- What you need to do
Write out all the data again, exactly as it stands.
┄┄┄┄┄┄┄┄┄┄┄┄┄┄┄┄┄┄┄┄
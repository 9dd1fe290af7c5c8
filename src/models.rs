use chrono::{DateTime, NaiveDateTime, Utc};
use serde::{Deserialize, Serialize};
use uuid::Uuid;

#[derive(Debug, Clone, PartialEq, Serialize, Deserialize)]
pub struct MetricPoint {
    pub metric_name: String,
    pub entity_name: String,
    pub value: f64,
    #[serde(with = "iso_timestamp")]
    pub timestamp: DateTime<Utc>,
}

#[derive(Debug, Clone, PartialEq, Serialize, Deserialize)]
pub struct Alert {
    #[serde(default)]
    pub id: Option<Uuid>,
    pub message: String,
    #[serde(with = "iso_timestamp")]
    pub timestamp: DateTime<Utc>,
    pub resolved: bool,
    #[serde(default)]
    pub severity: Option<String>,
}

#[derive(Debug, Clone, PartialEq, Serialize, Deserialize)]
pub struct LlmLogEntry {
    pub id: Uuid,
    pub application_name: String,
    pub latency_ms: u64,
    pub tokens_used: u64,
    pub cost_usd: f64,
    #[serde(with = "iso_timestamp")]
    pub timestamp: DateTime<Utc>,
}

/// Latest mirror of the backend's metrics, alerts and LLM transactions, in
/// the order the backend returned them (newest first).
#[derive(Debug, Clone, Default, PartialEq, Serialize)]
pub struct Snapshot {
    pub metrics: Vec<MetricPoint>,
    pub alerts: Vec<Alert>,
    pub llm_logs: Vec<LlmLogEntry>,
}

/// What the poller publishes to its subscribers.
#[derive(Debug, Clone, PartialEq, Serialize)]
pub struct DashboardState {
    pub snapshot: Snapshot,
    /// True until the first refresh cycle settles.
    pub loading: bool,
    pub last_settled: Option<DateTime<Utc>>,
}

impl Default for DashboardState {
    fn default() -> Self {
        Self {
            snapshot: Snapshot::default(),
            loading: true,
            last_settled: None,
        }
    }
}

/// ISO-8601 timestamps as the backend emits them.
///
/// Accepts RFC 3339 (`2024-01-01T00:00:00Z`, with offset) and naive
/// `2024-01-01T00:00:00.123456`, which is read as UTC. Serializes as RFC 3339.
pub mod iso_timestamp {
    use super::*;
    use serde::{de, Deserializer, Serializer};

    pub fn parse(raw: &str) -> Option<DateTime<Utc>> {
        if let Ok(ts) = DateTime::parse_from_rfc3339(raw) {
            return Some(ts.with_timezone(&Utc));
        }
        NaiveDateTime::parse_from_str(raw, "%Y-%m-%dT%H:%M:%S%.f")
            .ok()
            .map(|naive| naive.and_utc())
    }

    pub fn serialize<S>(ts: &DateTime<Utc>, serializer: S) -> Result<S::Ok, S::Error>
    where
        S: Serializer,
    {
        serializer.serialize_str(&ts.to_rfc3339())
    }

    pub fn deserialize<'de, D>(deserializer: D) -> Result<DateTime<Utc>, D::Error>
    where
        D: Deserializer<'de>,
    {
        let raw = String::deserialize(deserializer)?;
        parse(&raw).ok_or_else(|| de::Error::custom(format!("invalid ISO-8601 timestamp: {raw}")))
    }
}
┄┄┄┄┄┄┄┄┄┄┄┄┄┄┄┄┄┄┄┄
- Solution for this task
repository 9dd1fe290af7c5c8
filename src/models.rs
use chrono::{DateTime, NaiveDateTime, Utc};
use serde::{Deserialize, Serialize};
use uuid::Uuid;

#[derive(Debug, Clone, PartialEq, Serialize, Deserialize)]
pub struct MetricPoint {
    pub metric_name: String,
    pub entity_name: String,
    pub value: f64,
    #[serde(with = "iso_timestamp")]
    pub timestamp: DateTime<Utc>,
}

#[derive(Debug, Clone, PartialEq, Serialize, Deserialize)]
pub struct Alert {
    #[serde(default)]
    pub id: Option<Uuid>,
    pub message: String,
    #[serde(with = "iso_timestamp")]
    pub timestamp: DateTime<Utc>,
    pub resolved: bool,
    #[serde(default)]
    pub severity: Option<String>,
}

#[derive(Debug, Clone, PartialEq, Serialize, Deserialize)]
pub struct LlmLogEntry {
    pub id: Uuid,
    pub application_name: String,
    pub latency_ms: u64,
    pub tokens_used: u64,
    pub cost_usd: f64,
    #[serde(with = "iso_timestamp")]
    pub timestamp: DateTime<Utc>,
}

/// Latest mirror of the backend's metrics, alerts and LLM transactions, in
/// the order the backend returned them (newest first).
#[derive(Debug, Clone, Default, PartialEq, Serialize)]
pub struct Snapshot {
    pub metrics: Vec<MetricPoint>,
    pub alerts: Vec<Alert>,
    pub llm_logs: Vec<LlmLogEntry>,
}

/// What the poller publishes to its subscribers.
#[derive(Debug, Clone, PartialEq, Serialize)]
pub struct DashboardState {
    pub snapshot: Snapshot,
    /// True until the first refresh cycle settles.
    pub loading: bool,
    pub last_settled: Option<DateTime<Utc>>,
}

impl Default for DashboardState {
    fn default() -> Self {
        Self {
            snapshot: Snapshot::default(),
            loading: true,
            last_settled: None,
        }
    }
}

/// ISO-8601 timestamps as the backend emits them.
///
/// Accepts RFC 3339 (`2024-01-01T00:00:00Z`, with offset) and naive
/// `2024-01-01T00:00:00.123456`, which is read as UTC. Serializes as RFC 3339.
pub mod iso_timestamp {
    use super::*;
    use serde::{de, Deserializer, Serializer};

    pub fn parse(raw: &str) -> Option<DateTime<Utc>> {
        if let Ok(ts) = DateTime::parse_from_rfc3339(raw) {
            return Some(ts.with_timezone(&Utc));
        }
        NaiveDateTime::parse_from_str(raw, "%Y-%m-%dT%H:%M:%S%.f")
            .ok()
            .map(|naive| naive.and_utc())
    }

    pub fn serialize<S>(ts: &DateTime<Utc>, serializer: S) -> Result<S::Ok, S::Error>
    where
        S: Serializer,
    {
        serializer.serialize_str(&ts.to_rfc3339())
    }

    pub fn deserialize<'de, D>(deserializer: D) -> Result<DateTime<Utc>, D::Error>
    where
        D: Deserializer<'de>,
    {
        let raw = String::deserialize(deserializer)?;
        parse(&raw).ok_or_else(|| de::Error::custom(format!("invalid ISO-8601 timestamp: {raw}")))
    }
}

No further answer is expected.